**TASK PROMPT:**
Top to bottom, every record is to be copied word for word.
─── DATA ───
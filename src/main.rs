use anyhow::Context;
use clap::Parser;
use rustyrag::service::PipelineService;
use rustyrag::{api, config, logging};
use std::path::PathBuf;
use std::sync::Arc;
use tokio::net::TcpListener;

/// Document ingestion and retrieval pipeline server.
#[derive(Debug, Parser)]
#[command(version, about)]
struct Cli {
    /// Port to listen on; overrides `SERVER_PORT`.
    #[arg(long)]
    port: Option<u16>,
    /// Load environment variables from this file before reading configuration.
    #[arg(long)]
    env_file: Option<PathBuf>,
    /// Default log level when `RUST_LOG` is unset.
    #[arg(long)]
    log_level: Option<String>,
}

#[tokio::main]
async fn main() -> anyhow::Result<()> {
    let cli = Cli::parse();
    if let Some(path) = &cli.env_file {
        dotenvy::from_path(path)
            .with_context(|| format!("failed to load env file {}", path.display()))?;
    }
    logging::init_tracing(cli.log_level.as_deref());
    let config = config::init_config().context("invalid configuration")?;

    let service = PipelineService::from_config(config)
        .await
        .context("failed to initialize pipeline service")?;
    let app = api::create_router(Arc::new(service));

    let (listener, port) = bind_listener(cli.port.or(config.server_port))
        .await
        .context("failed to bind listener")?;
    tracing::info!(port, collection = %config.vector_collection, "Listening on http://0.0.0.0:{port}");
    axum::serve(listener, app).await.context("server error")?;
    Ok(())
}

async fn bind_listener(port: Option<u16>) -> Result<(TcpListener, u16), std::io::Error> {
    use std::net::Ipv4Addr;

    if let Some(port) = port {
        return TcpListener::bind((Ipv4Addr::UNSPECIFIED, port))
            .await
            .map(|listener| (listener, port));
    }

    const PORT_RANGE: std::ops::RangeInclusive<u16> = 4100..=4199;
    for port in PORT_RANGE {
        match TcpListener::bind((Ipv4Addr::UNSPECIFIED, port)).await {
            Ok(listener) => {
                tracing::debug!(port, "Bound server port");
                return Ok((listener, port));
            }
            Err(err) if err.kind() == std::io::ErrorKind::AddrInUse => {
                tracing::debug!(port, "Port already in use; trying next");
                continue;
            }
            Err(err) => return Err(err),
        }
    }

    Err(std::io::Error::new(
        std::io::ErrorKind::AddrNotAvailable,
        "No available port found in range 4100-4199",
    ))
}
───
**OUTPUT FOR THIS TASK:**
filename src/main.rs
use anyhow::Context;
use clap::Parser;
use rustyrag::service::PipelineService;
use rustyrag::{api, config, logging};
use std::path::PathBuf;
use std::sync::Arc;
use tokio::net::TcpListener;

/// Document ingestion and retrieval pipeline server.
#[derive(Debug, Parser)]
#[command(version, about)]
struct Cli {
    /// Port to listen on; overrides `SERVER_PORT`.
    #[arg(long)]
    port: Option<u16>,
    /// Load environment variables from this file before reading configuration.
    #[arg(long)]
    env_file: Option<PathBuf>,
    /// Default log level when `RUST_LOG` is unset.
    #[arg(long)]
    log_level: Option<String>,
}

#[tokio::main]
async fn main() -> anyhow::Result<()> {
    let cli = Cli::parse();
    if let Some(path) = &cli.env_file {
        dotenvy::from_path(path)
            .with_context(|| format!("failed to load env file {}", path.display()))?;
    }
    logging::init_tracing(cli.log_level.as_deref());
    let config = config::init_config().context("invalid configuration")?;

    let service = PipelineService::from_config(config)
        .await
        .context("failed to initialize pipeline service")?;
    let app = api::create_router(Arc::new(service));

    let (listener, port) = bind_listener(cli.port.or(config.server_port))
        .await
        .context("failed to bind listener")?;
    tracing::info!(port, collection = %config.vector_collection, "Listening on http://0.0.0.0:{port}");
    axum::serve(listener, app).await.context("server error")?;
    Ok(())
}

async fn bind_listener(port: Option<u16>) -> Result<(TcpListener, u16), std::io::Error> {
    use std::net::Ipv4Addr;

    if let Some(port) = port {
        return TcpListener::bind((Ipv4Addr::UNSPECIFIED, port))
            .await
            .map(|listener| (listener, port));
    }

    const PORT_RANGE: std::ops::RangeInclusive<u16> = 4100..=4199;
    for port in PORT_RANGE {
        match TcpListener::bind((Ipv4Addr::UNSPECIFIED, port)).await {
            Ok(listener) => {
                tracing::debug!(port, "Bound server port");
                return Ok((listener, port));
            }
            Err(err) if err.kind() == std::io::ErrorKind::AddrInUse => {
                tracing::debug!(port, "Port already in use; trying next");
                continue;
            }
            Err(err) => return Err(err),
        }
    }

    Err(std::io::Error::new(
        std::io::ErrorKind::AddrNotAvailable,
        "No available port found in range 4100-4199",
    ))
}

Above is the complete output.